American lawyer and radio host (1896–1979)

Clarence E. "Pat" Manion (July 7, 1896 – July 29, 1979) was an American lawyer and conservative radio talk show host who was dean of Notre Dame Law School from 1941 to 1952. He hosted the radio show Manion Forum which later aired on television.

Manion served as a Vice Chairman for the John Birch Society.

==Early life and education==
Manion was born in Henderson, Kentucky on July 7, 1896. His father was a successful sidewalk contractor. He graduated from St.
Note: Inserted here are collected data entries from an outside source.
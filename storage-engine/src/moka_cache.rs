use async_trait::async_trait;
use instance_cache::{CacheStore, InstanceId};
use moka::Expiry;
use moka::future::Cache;
use shared::Result;
use std::fmt::Debug;
use std::sync::Arc;
use std::time::{Duration, Instant};
use tracing::trace;

#[derive(Clone)]
struct StoredEntry {
    bytes: Arc<[u8]>,
    ttl: Duration,
}

/// Expiry is taken from the entry itself. Overwrites restart the clock,
/// reads leave it alone.
struct PerEntryTtl;

impl Expiry<InstanceId, StoredEntry> for PerEntryTtl {
    fn expire_after_create(
        &self,
        _key: &InstanceId,
        value: &StoredEntry,
        _created_at: Instant,
    ) -> Option<Duration> {
        Some(value.ttl)
    }

    fn expire_after_update(
        &self,
        _key: &InstanceId,
        value: &StoredEntry,
        _updated_at: Instant,
        _duration_until_expiry: Option<Duration>,
    ) -> Option<Duration> {
        Some(value.ttl)
    }
}

/// Moka-based store with per-entry TTL
/// Lock-free and concurrent; last write wins on the same key
pub struct MokaStore {
    cache: Cache<InstanceId, StoredEntry>,
}

impl MokaStore {
    /// Create a new unbounded store
    pub fn new_unbounded() -> Self {
        Self::new("instance-cache".to_string(), None)
    }

    /// Create a new store holding at most `max_entries`
    pub fn new_bounded(max_entries: u64) -> Self {
        Self::new("instance-cache".to_string(), Some(max_entries))
    }

    pub fn new(name: String, max_entries: Option<u64>) -> Self {
        let mut builder = Cache::builder().name(&name).expire_after(PerEntryTtl);

        if let Some(capacity) = max_entries {
            builder = builder.max_capacity(capacity);
        }

        Self {
            cache: builder.build(),
        }
    }

    /// Approximate; pending evictions may not be reflected yet
    pub fn entry_count(&self) -> u64 {
        self.cache.entry_count()
    }
}

impl Default for MokaStore {
    fn default() -> Self {
        Self::new_unbounded()
    }
}

#[async_trait]
impl CacheStore for MokaStore {
    async fn set(&self, key: &InstanceId, value: Vec<u8>, ttl: Duration) -> Result<()> {
        trace!("moka set '{}' ttl={:?}", key, ttl);
        let entry = StoredEntry {
            bytes: value.into(),
            ttl,
        };
        self.cache.insert(key.clone(), entry).await;
        Ok(())
    }

    async fn get(&self, key: &InstanceId) -> Result<Option<Vec<u8>>> {
        // Expired entries are never returned, even before eviction runs
        Ok(self.cache.get(key).await.map(|entry| entry.bytes.to_vec()))
    }

    async fn delete(&self, key: &InstanceId) -> Result<bool> {
        Ok(self.cache.remove(key).await.is_some())
    }
}

impl Debug for MokaStore {
    fn fmt(&self, f: &mut std::fmt::Formatter<'_>) -> std::fmt::Result {
        f.debug_struct("MokaStore")
            .field("name", &self.cache.name())
            .field("entry_count", &self.cache.entry_count())
            .finish()
    }
}
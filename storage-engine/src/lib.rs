//! Cache store adapters for the instance cache facade.

mod moka_cache;

pub use moka_cache::MokaStore;
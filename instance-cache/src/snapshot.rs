//! Versioned byte encoding of a cached value sequence.
//!
//! Layout is a JSON object `{"v": <version>, "items": [...]}`. The version is
//! checked before the items are touched, so a blob written by a different
//! schema is reported instead of being half-decoded.

use serde::de::DeserializeOwned;
use serde::{Deserialize, Serialize};
use shared::{Error, Result};

pub const SCHEMA_VERSION: u16 = 1;

#[derive(Serialize)]
struct EnvelopeRef<'a, T> {
    v: u16,
    items: &'a [T],
}

#[derive(Deserialize)]
struct Envelope {
    v: u16,
    items: serde_json::Value,
}

pub fn encode<T: Serialize>(items: &[T]) -> Result<Vec<u8>> {
    let envelope = EnvelopeRef {
        v: SCHEMA_VERSION,
        items,
    };
    Ok(serde_json::to_vec(&envelope)?)
}

pub fn decode<T: DeserializeOwned>(bytes: &[u8]) -> Result<Vec<T>> {
    let envelope: Envelope = serde_json::from_slice(bytes)?;
    if envelope.v != SCHEMA_VERSION {
        return Err(Error::SchemaVersion {
            found: envelope.v,
            expected: SCHEMA_VERSION,
        });
    }
    Ok(serde_json::from_value(envelope.items)?)
}

#[cfg(test)]
mod tests {
    use super::*;

    #[derive(Debug, PartialEq, Serialize, Deserialize)]
    struct Order {
        id: u32,
        lines: Vec<String>,
    }

    #[test]
    fn test_preserves_order_and_contents() {
        let orders = vec![
            Order { id: 2, lines: vec!["b".into()] },
            Order { id: 1, lines: vec![] },
        ];
        let bytes = encode(&orders).unwrap();
        let decoded: Vec<Order> = decode(&bytes).unwrap();
        assert_eq!(decoded, orders);
    }

    #[test]
    fn test_envelope_carries_version() {
        let bytes = encode(&[1u8, 2, 3]).unwrap();
        let raw: serde_json::Value = serde_json::from_slice(&bytes).unwrap();
        assert_eq!(raw["v"], SCHEMA_VERSION);
        assert_eq!(raw["items"], serde_json::json!([1, 2, 3]));
    }

    #[test]
    fn test_rejects_other_schema_version() {
        let bytes = br#"{"v":99,"items":[]}"#;
        let result = decode::<u8>(bytes);
        assert!(matches!(
            result,
            Err(Error::SchemaVersion { found: 99, expected: SCHEMA_VERSION })
        ));
    }

    #[test]
    fn test_garbage_is_serialization_error() {
        let result = decode::<u8>(b"\x00\x01not json");
        assert!(matches!(result, Err(Error::Serialization(_))));
    }

    #[test]
    fn test_item_type_mismatch_is_serialization_error() {
        let bytes = encode(&["not", "numbers"]).unwrap();
        assert!(matches!(decode::<u32>(&bytes), Err(Error::Serialization(_))));
    }
}
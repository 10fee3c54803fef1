use crate::{Result, TtlSecs};
use tracing::{info, warn};

pub struct Config {
    pub default_ttl: TtlSecs,
}

impl Config {
    pub const TTL_VAR: &str = "CACHE_DEFAULT_TTL";
    const DEFAULT_TTL_SECS: u64 = 300;

    /// Reads `.env` when present, then the process environment.
    pub fn load() -> Result<Self> {
        match dotenvy::dotenv() {
            Ok(path) => info!("Loaded environment variables from {}", path.display()),
            Err(_) => info!("No .env file found, using system environment variables"),
        }
        Self::from_env()
    }

    pub fn from_env() -> Result<Self> {
        Self::from_lookup(|key| std::env::var(key).ok())
    }

    pub fn from_lookup<F>(lookup: F) -> Result<Self>
    where
        F: Fn(&str) -> Option<String>,
    {
        let default_ttl = match lookup(Self::TTL_VAR) {
            Some(raw) => raw.parse::<TtlSecs>()?,
            None => {
                warn!(
                    "{} not set, using default ttl of {}s",
                    Self::TTL_VAR,
                    Self::DEFAULT_TTL_SECS
                );
                TtlSecs::from_secs(Self::DEFAULT_TTL_SECS)?
            }
        };

        info!("Cache default ttl: {}", default_ttl);
        Ok(Self { default_ttl })
    }
}
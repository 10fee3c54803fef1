use std::fmt;
use uuid::Uuid;

/// Key of a cached instance.
///
/// Any string or integer works, but ids share one keyspace with every other
/// user of the store, so [`InstanceId::random`] is the safe choice when the
/// caller has no globally unique id of its own.
#[derive(Clone, Debug, PartialEq, Eq, Hash, PartialOrd, Ord)]
pub struct InstanceId(String);

impl InstanceId {
    pub fn new(id: impl Into<String>) -> Self {
        Self(id.into())
    }

    /// Fresh v4 UUID id
    pub fn random() -> Self {
        Self::from(Uuid::new_v4())
    }

    pub fn as_str(&self) -> &str {
        &self.0
    }
}

impl fmt::Display for InstanceId {
    fn fmt(&self, f: &mut fmt::Formatter<'_>) -> fmt::Result {
        f.write_str(&self.0)
    }
}

impl From<&str> for InstanceId {
    fn from(id: &str) -> Self {
        Self(id.to_string())
    }
}

impl From<String> for InstanceId {
    fn from(id: String) -> Self {
        Self(id)
    }
}

impl From<&InstanceId> for InstanceId {
    fn from(id: &InstanceId) -> Self {
        id.clone()
    }
}

impl From<Uuid> for InstanceId {
    fn from(id: Uuid) -> Self {
        Self(id.hyphenated().to_string())
    }
}

macro_rules! impl_from_integer {
    ($($ty:ty),*) => {
        $(
            impl From<$ty> for InstanceId {
                fn from(id: $ty) -> Self {
                    Self(id.to_string())
                }
            }
        )*
    };
}

impl_from_integer!(u32, u64, i32, i64, usize);

#[cfg(test)]
mod tests {
    use super::*;

    #[test]
    fn test_integer_and_string_ids_share_keyspace() {
        assert_eq!(InstanceId::from(42u64), InstanceId::from("42"));
        assert_eq!(InstanceId::from(-7i32).as_str(), "-7");
    }

    #[test]
    fn test_uuid_id_is_hyphenated() {
        let uuid = Uuid::new_v4();
        let id = InstanceId::from(uuid);
        assert_eq!(id.as_str(), uuid.to_string());
        assert_eq!(id.as_str().len(), 36);
    }

    #[test]
    fn test_random_ids_differ() {
        assert_ne!(InstanceId::random(), InstanceId::random());
    }
}
use crate::{Error, Result};
use std::fmt;
use std::str::FromStr;
use std::time::Duration;

/// Time-to-live in whole seconds. Always greater than zero.
#[derive(Clone, Copy, Debug, PartialEq, Eq, PartialOrd, Ord, Hash)]
pub struct TtlSecs(u64);

impl TtlSecs {
    pub fn from_secs(secs: u64) -> Result<Self> {
        if secs == 0 {
            return Err(Error::Configuration(
                "ttl must be a positive number of seconds, got 0".to_string(),
            ));
        }
        Ok(Self(secs))
    }

    pub fn as_secs(&self) -> u64 {
        self.0
    }

    pub fn as_duration(&self) -> Duration {
        Duration::from_secs(self.0)
    }
}

impl fmt::Display for TtlSecs {
    fn fmt(&self, f: &mut fmt::Formatter<'_>) -> fmt::Result {
        write!(f, "{}s", self.0)
    }
}

/// Accepts the textual form of an integer, e.g. `"60"`, `" 60 "` or `"+60"`.
impl FromStr for TtlSecs {
    type Err = Error;

    fn from_str(raw: &str) -> Result<Self> {
        let trimmed = raw.trim();
        if trimmed.starts_with('-') {
            return Err(Error::Configuration(format!(
                "ttl must be positive, got {raw:?}"
            )));
        }
        let digits = trimmed.strip_prefix('+').unwrap_or(trimmed);
        if digits.is_empty() || !digits.bytes().all(|b| b.is_ascii_digit()) {
            return Err(Error::Configuration(format!(
                "ttl {raw:?} is not an integer"
            )));
        }
        let secs = digits.parse::<u64>().map_err(|e| {
            Error::Configuration(format!("ttl {raw:?} is out of range: {e}"))
        })?;
        Self::from_secs(secs)
    }
}

impl TryFrom<&str> for TtlSecs {
    type Error = Error;

    fn try_from(raw: &str) -> Result<Self> {
        raw.parse()
    }
}

impl TryFrom<String> for TtlSecs {
    type Error = Error;

    fn try_from(raw: String) -> Result<Self> {
        raw.parse()
    }
}

impl TryFrom<&String> for TtlSecs {
    type Error = Error;

    fn try_from(raw: &String) -> Result<Self> {
        raw.parse()
    }
}

impl TryFrom<u64> for TtlSecs {
    type Error = Error;

    fn try_from(secs: u64) -> Result<Self> {
        Self::from_secs(secs)
    }
}

impl TryFrom<u32> for TtlSecs {
    type Error = Error;

    fn try_from(secs: u32) -> Result<Self> {
        Self::from_secs(u64::from(secs))
    }
}

impl TryFrom<i64> for TtlSecs {
    type Error = Error;

    fn try_from(secs: i64) -> Result<Self> {
        let secs = u64::try_from(secs).map_err(|_| {
            Error::Configuration(format!("ttl must be positive, got {secs}"))
        })?;
        Self::from_secs(secs)
    }
}

impl TryFrom<i32> for TtlSecs {
    type Error = Error;

    fn try_from(secs: i32) -> Result<Self> {
        Self::try_from(i64::from(secs))
    }
}

#[cfg(test)]
mod tests {
    use super::*;

    #[test]
    fn test_string_and_integer_forms_agree() {
        let from_str = TtlSecs::try_from("60").unwrap();
        let from_int = TtlSecs::try_from(60u64).unwrap();
        assert_eq!(from_str, from_int);
        assert_eq!(from_str.as_duration(), Duration::from_secs(60));
    }

    #[test]
    fn test_whitespace_and_sign_accepted() {
        assert_eq!(TtlSecs::try_from(" 45\n").unwrap().as_secs(), 45);
        assert_eq!(TtlSecs::try_from("+45").unwrap().as_secs(), 45);
    }

    #[test]
    fn test_non_numeric_rejected() {
        for raw in ["abc", "", "+", "++5", "+-5", "60s", "1.5", "0x10"] {
            let result = TtlSecs::try_from(raw);
            assert!(
                matches!(result, Err(Error::Configuration(_))),
                "{raw:?} should be rejected"
            );
        }
    }

    #[test]
    fn test_zero_and_negative_rejected() {
        assert!(matches!(TtlSecs::try_from(0u64), Err(Error::Configuration(_))));
        assert!(matches!(TtlSecs::try_from(-5i64), Err(Error::Configuration(_))));
        assert!(matches!(TtlSecs::try_from("0"), Err(Error::Configuration(_))));
        assert!(matches!(TtlSecs::try_from("-1"), Err(Error::Configuration(_))));
    }

    #[test]
    fn test_full_u64_range_agrees_with_integer() {
        let from_str = TtlSecs::try_from(u64::MAX.to_string()).unwrap();
        let from_int = TtlSecs::try_from(u64::MAX).unwrap();
        assert_eq!(from_str, from_int);
        assert_eq!(
            TtlSecs::try_from("9223372036854775808").unwrap().as_secs(),
            9_223_372_036_854_775_808
        );
    }

    #[test]
    fn test_overflow_and_sign_messages() {
        let Err(Error::Configuration(msg)) = TtlSecs::try_from("18446744073709551616") else {
            panic!("overflow should be rejected");
        };
        assert!(msg.contains("out of range"), "{msg}");

        let Err(Error::Configuration(msg)) = TtlSecs::try_from(" -3") else {
            panic!("negative should be rejected");
        };
        assert!(msg.contains("must be positive"), "{msg}");
    }

    #[test]
    fn test_display() {
        assert_eq!(TtlSecs::from_secs(90).unwrap().to_string(), "90s");
    }
}
//! Typed store/fetch/delete facade over an injected key-value cache.
//!
//! The facade owns no storage. Expiry, eviction and concurrency are the
//! business of whatever [`CacheStore`] it is given.

pub mod domain;
pub mod facade;
pub mod ports;
pub mod snapshot;

pub use domain::InstanceId;
pub use facade::CacheFacade;
pub use ports::CacheStore;
pub use shared::{Error, Result, TtlSecs};
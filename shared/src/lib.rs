// shared/src/lib.rs

#[derive(thiserror::Error, Debug)]
pub enum Error {
    #[error("configuration: {0}")]
    Configuration(String),
    #[error("serialization: {0}")]
    Serialization(#[from] serde_json::Error),
    #[error("snapshot schema version {found}, expected {expected}")]
    SchemaVersion { found: u16, expected: u16 },
    #[error("store: {0}")]
    Store(String),
}

pub type Result<T> = std::result::Result<T, Error>;

pub mod config;
pub mod ttl;

pub use ttl::TtlSecs;
use std::ffi::OsString;
use std::fs::{self, File};
use std::io::{self, BufReader, Read};
use std::path::{Component, Path, PathBuf};

use itertools::Itertools;

use super::pattern::KeyPattern;
use super::{ObjectStore, StorageError};

const PARTIAL_SUFFIX: &str = ".partial";

/// Object store backed by a directory.  The key `a/b/c.csv` lives at
/// `<root>/a/b/c.csv`.
#[derive(Debug, Clone)]
pub struct LocalStore {
    root: PathBuf,
}

impl LocalStore {
    pub fn new(root: impl Into<PathBuf>) -> Self {
        LocalStore { root: root.into() }
    }

    pub fn root(&self) -> &Path {
        &self.root
    }

    fn path_for(&self, key: &str) -> Result<PathBuf, StorageError> {
        let relative = Path::new(key);
        let safe = !key.is_empty()
            && relative
                .components()
                .all(|c| matches!(c, Component::Normal(_)));
        if !safe {
            return Err(StorageError::InvalidKey(key.to_string()));
        }
        Ok(self.root.join(relative))
    }

    fn walk(&self, dir: &Path, out: &mut Vec<String>) -> io::Result<()> {
        for entry in fs::read_dir(dir)? {
            let entry = entry?;
            let path = entry.path();
            if entry.file_type()?.is_dir() {
                self.walk(&path, out)?;
            } else if let Ok(relative) = path.strip_prefix(&self.root) {
                let key = relative
                    .components()
                    .map(|c| c.as_os_str().to_string_lossy())
                    .join("/");
                if !key.ends_with(PARTIAL_SUFFIX) {
                    out.push(key);
                }
            }
        }
        Ok(())
    }
}

impl ObjectStore for LocalStore {
    fn put_file(&self, key: &str, path: &Path, _content_type: &str) -> Result<(), StorageError> {
        let target = self.path_for(key)?;
        if let Some(dir) = target.parent() {
            fs::create_dir_all(dir)?;
        }
        // copy next to the target then rename, readers never see half a file
        let mut partial = OsString::from(target.as_os_str());
        partial.push(PARTIAL_SUFFIX);
        let partial = PathBuf::from(partial);
        if let Err(e) = fs::copy(path, &partial).and_then(|_| fs::rename(&partial, &target)) {
            let _ = fs::remove_file(&partial);
            return Err(e.into());
        }
        Ok(())
    }

    fn list(&self, pattern: &str) -> Result<Vec<String>, StorageError> {
        let pattern = KeyPattern::new(pattern)?;
        let mut keys = Vec::new();
        if self.root.is_dir() {
            self.walk(&self.root, &mut keys)?;
        }
        keys.retain(|k| pattern.matches(k));
        keys.sort();
        Ok(keys)
    }

    fn open(&self, key: &str) -> Result<Box<dyn Read + Send>, StorageError> {
        let path = self.path_for(key)?;
        match File::open(&path) {
            Ok(file) => Ok(Box::new(BufReader::new(file))),
            Err(e) if e.kind() == io::ErrorKind::NotFound => {
                Err(StorageError::NotFound(key.to_string()))
            }
            Err(e) => Err(e.into()),
        }
    }
}

#[cfg(test)]
mod tests {
    use std::error::Error;

    use super::*;

    fn write(dir: &Path, name: &str, content: &str) -> io::Result<PathBuf> {
        let path = dir.join(name);
        fs::write(&path, content)?;
        Ok(path)
    }

    #[test]
    fn put_list_open() -> Result<(), Box<dyn Error>> {
        let scratch = tempfile::tempdir()?;
        let store = LocalStore::new(scratch.path().join("bucket"));
        let a = write(scratch.path(), "a.csv", "Comm\nCN\n")?;
        let b = write(scratch.path(), "b.txt", "hello")?;

        store.put_file("sgx-data/2025-03-17/a.csv", &a, "text/csv")?;
        store.put_file("sgx-data/2025-03-14/a.csv", &a, "text/csv")?;
        store.put_file("sgx-data/2025-03-14/b.txt", &b, "application/octet-stream")?;

        assert_eq!(
            store.list("sgx-data/*.csv")?,
            vec!["sgx-data/2025-03-14/a.csv", "sgx-data/2025-03-17/a.csv"]
        );
        assert_eq!(store.list("*")?.len(), 3);

        let mut content = String::new();
        store
            .open("sgx-data/2025-03-14/b.txt")?
            .read_to_string(&mut content)?;
        assert_eq!(content, "hello");
        Ok(())
    }

    #[test]
    fn put_overwrites() -> Result<(), Box<dyn Error>> {
        let scratch = tempfile::tempdir()?;
        let store = LocalStore::new(scratch.path().join("bucket"));
        let first = write(scratch.path(), "first.csv", "1")?;
        let second = write(scratch.path(), "second.csv", "2")?;
        store.put_file("k/x.csv", &first, "text/csv")?;
        store.put_file("k/x.csv", &second, "text/csv")?;
        assert_eq!(store.list("k/*")?, vec!["k/x.csv"]);
        let mut content = String::new();
        store.open("k/x.csv")?.read_to_string(&mut content)?;
        assert_eq!(content, "2");
        Ok(())
    }

    #[test]
    fn missing_root_lists_nothing() -> Result<(), Box<dyn Error>> {
        let scratch = tempfile::tempdir()?;
        let store = LocalStore::new(scratch.path().join("nope"));
        assert!(store.list("sgx-data/*.csv")?.is_empty());
        assert!(matches!(
            store.open("sgx-data/x.csv"),
            Err(StorageError::NotFound(_))
        ));
        Ok(())
    }

    #[test]
    fn keys_cannot_escape_root() -> Result<(), Box<dyn Error>> {
        let scratch = tempfile::tempdir()?;
        let store = LocalStore::new(scratch.path());
        let file = write(scratch.path(), "f.csv", "x")?;
        for key in ["../f.csv", "/etc/passwd", "", "a/../../b"] {
            assert!(matches!(
                store.put_file(key, &file, "text/csv"),
                Err(StorageError::InvalidKey(_))
            ));
        }
        Ok(())
    }
}
use std::io::Read;
use std::sync::Arc;

use thiserror::Error;

use crate::etl::schema::{RowParseError, TickRow, COLUMNS};
use crate::storage::{ObjectStore, StorageError};

/// The whole file is unusable, or can't be read past some line.
#[derive(Debug, Error)]
pub enum ReadError {
    #[error("cannot open {key}: {source}")]
    Open {
        key: String,
        #[source]
        source: StorageError,
    },
    #[error("{key}: malformed header: {reason}")]
    Header { key: String, reason: String },
    #[error("{key}: read failed: {source}")]
    Csv {
        key: String,
        #[source]
        source: csv::Error,
    },
}

#[derive(Debug, Error)]
pub enum RowError {
    /// Bad row, skip it.
    #[error(transparent)]
    Parse(#[from] RowParseError),
    /// Stop reading this file.
    #[error(transparent)]
    Fatal(#[from] ReadError),
}

pub type RowStream = Box<dyn Iterator<Item = Result<TickRow, RowError>>>;

/// Turns a staged object into typed rows.
pub trait TableReader {
    fn open(&self, key: &str) -> Result<RowStream, ReadError>;
}

/// Check a header against [`COLUMNS`], ignoring case, padding and a BOM.
pub fn check_header(headers: &csv::StringRecord) -> Result<(), String> {
    let found: Vec<String> = headers
        .iter()
        .map(|h| h.trim_start_matches('\u{feff}').trim().to_ascii_lowercase())
        .collect();
    let ok = found.len() == COLUMNS.len()
        && found
            .iter()
            .zip(COLUMNS.iter())
            .all(|(f, c)| *f == c.to_ascii_lowercase());
    if ok {
        Ok(())
    } else {
        Err(format!(
            "expected {}, found {}",
            COLUMNS.join(","),
            headers.iter().collect::<Vec<_>>().join(",")
        ))
    }
}

/// Streams csv files with a header row out of an [`ObjectStore`].
pub struct CsvTableReader {
    store: Arc<dyn ObjectStore>,
}

impl CsvTableReader {
    pub fn new(store: Arc<dyn ObjectStore>) -> Self {
        CsvTableReader { store }
    }
}

impl TableReader for CsvTableReader {
    fn open(&self, key: &str) -> Result<RowStream, ReadError> {
        let input = self.store.open(key).map_err(|source| ReadError::Open {
            key: key.to_string(),
            source,
        })?;
        let mut reader = csv::ReaderBuilder::new()
            .has_headers(true)
            .flexible(true)
            .trim(csv::Trim::All)
            .from_reader(input);
        let headers = reader.headers().map_err(|e| ReadError::Header {
            key: key.to_string(),
            reason: e.to_string(),
        })?;
        check_header(headers).map_err(|reason| ReadError::Header {
            key: key.to_string(),
            reason,
        })?;
        Ok(Box::new(CsvRows {
            key: key.to_string(),
            records: reader.into_records(),
            done: false,
        }))
    }
}

struct CsvRows<R> {
    key: String,
    records: csv::StringRecordsIntoIter<R>,
    done: bool,
}

impl<R: Read> Iterator for CsvRows<R> {
    type Item = Result<TickRow, RowError>;

    fn next(&mut self) -> Option<Self::Item> {
        if self.done {
            return None;
        }
        let record = match self.records.next()? {
            Ok(record) => record,
            Err(e) => {
                // invalid utf-8 spoils one record, anything else the rest of the file
                if let csv::ErrorKind::Utf8 { pos, .. } = e.kind() {
                    return Some(Err(RowError::Parse(RowParseError {
                        line: pos.as_ref().map(|p| p.line()).unwrap_or(0),
                        column: "*",
                        reason: "invalid utf-8".to_string(),
                    })));
                }
                self.done = true;
                return Some(Err(RowError::Fatal(ReadError::Csv {
                    key: self.key.clone(),
                    source: e,
                })));
            }
        };
        let line = record.position().map(|p| p.line()).unwrap_or(0);
        Some(TickRow::from_record(&record, line).map_err(RowError::from))
    }
}
pub mod gcs;
pub mod local;
pub mod pattern;

use std::io::{self, Read};
use std::path::Path;
use std::sync::Arc;

use thiserror::Error;

use crate::config::StorageBackend;

use self::gcs::{DefaultCredentials, GcsStore, StaticToken, TokenSource};
use self::local::LocalStore;

#[derive(Debug, Error)]
pub enum StorageError {
    #[error(transparent)]
    Io(#[from] io::Error),
    #[error("request failed: {0}")]
    Http(#[from] reqwest::Error),
    #[error("{operation} returned HTTP {status}: {body}")]
    Status {
        operation: &'static str,
        status: u16,
        body: String,
    },
    #[error("object not found: {0}")]
    NotFound(String),
    #[error("invalid key {0:?}")]
    InvalidKey(String),
    #[error("unexpected response: {0}")]
    Decode(String),
    #[error("cannot get credentials: {0}")]
    Auth(#[from] gcp_auth::Error),
}

/// A key addressed blob store.  Keys use `/` as separator.
pub trait ObjectStore {
    /// Upload the local file at `path` under `key`, replacing any existing
    /// object.
    fn put_file(&self, key: &str, path: &Path, content_type: &str) -> Result<(), StorageError>;

    /// Keys matching the glob `pattern`, sorted.  See [`pattern::KeyPattern`].
    fn list(&self, pattern: &str) -> Result<Vec<String>, StorageError>;

    fn open(&self, key: &str) -> Result<Box<dyn Read + Send>, StorageError>;
}

pub fn open_store(backend: &StorageBackend) -> Result<Arc<dyn ObjectStore>, StorageError> {
    match backend {
        StorageBackend::Local { root } => Ok(Arc::new(LocalStore::new(root))),
        StorageBackend::Gcs { bucket, token } => {
            let tokens: Arc<dyn TokenSource> = match token {
                Some(token) => Arc::new(StaticToken(token.clone())),
                None => Arc::new(DefaultCredentials::new()?),
            };
            Ok(Arc::new(GcsStore::new(bucket, tokens)?))
        }
    }
}

/// `text/csv` for csv files, opaque bytes otherwise.
pub fn content_type_for(file_name: &str) -> &'static str {
    if file_name.to_ascii_lowercase().ends_with(".csv") {
        "text/csv"
    } else {
        "application/octet-stream"
    }
}
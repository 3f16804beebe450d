pub mod clickhouse_writer;
pub mod duckdb_writer;
pub mod pipeline;
pub mod reader;
pub mod schema;
pub mod writer;
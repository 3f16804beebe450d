pub mod lib_duckdb;
pub mod lib_retry;
#[cfg(test)]
pub(crate) mod test_http;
Mary's College in Marion County, Kentucky in 1915. He received a Master of Arts in 1916 and Master of Philosophy in 1918 from Catholic University of America in Washington, D.C. While at Catholic University, he led an election night rally for Woodrow Wilson's reelection in 1916, leading calls to stay out of World War I. In 1922, he graduated from the University of Notre Dame Law School. While still a law student, he was an instructor in American history.

== Career ==
From 1917 to 1919, he served in the United States Army. From 1922 to 1925, he practiced law with the firm of Walker and Walker in Evansville, Indiana.

In 1925, Manion became a professor of law at Notre Dame. In 1939, he published a government textbook for parochial schools, Lessons in Liberty. The textbook reflected Manion's belief that government's duty was to guarantee a decent standard of living and was largely supportive of President Franklin D. Roosevelt.

He became Dean of Notre Dame Law in 1941. He retired from the university in 1952.

===Early Democratic campaigns===
As a young law professor, Manion was an active member in the Indiana Democratic Party. He ran unsuccessful campaigns for the U.S. House and U.S. Senate in 1932 and 1934, respectively. In each campaign, he failed to win the Democratic nomination.

Manion was an active anti-interventionist, and when President Roosevelt began calling for military mobilization in 1940, Manion joined the America First Committee, a non-partisan organization opposed to American involvement in World War II. He was also an ardent anti-communist.

Manion also began to distance himself from the Democratic Party after the Supreme Court's 1942 decision in Wickard v. Filburn, which he believed expanded the definition of "interstate commerce" beyond reasonable limits.

===Presidential politics===
In 1952, following his retirement from Notre Dame, Manion campaigned for Republican Robert A. Taft's presidential campaign, though he remained a Democrat. After Dwight D. Eisenhower won the presidential election instead, Taft promoted Manion for the position of United States Attorney General in Eisenhower's cabinet. Eisenhower instead appointed Manion as chairman of the Intergovernmental Relations Committee, a commission charged with reviewing the balance of power between federal and state governments.

Manion spent much of 1953 campaigning for the Bricker Amendment, a constitutional amendment that would reduce presidential authority to negotiate and sign treaties. Manion favored its most radical version, which would require a national referendum on any treaty. He was fired from the Intergovernmental Relations Committee in February 1954, evidently over his support of the Amendment.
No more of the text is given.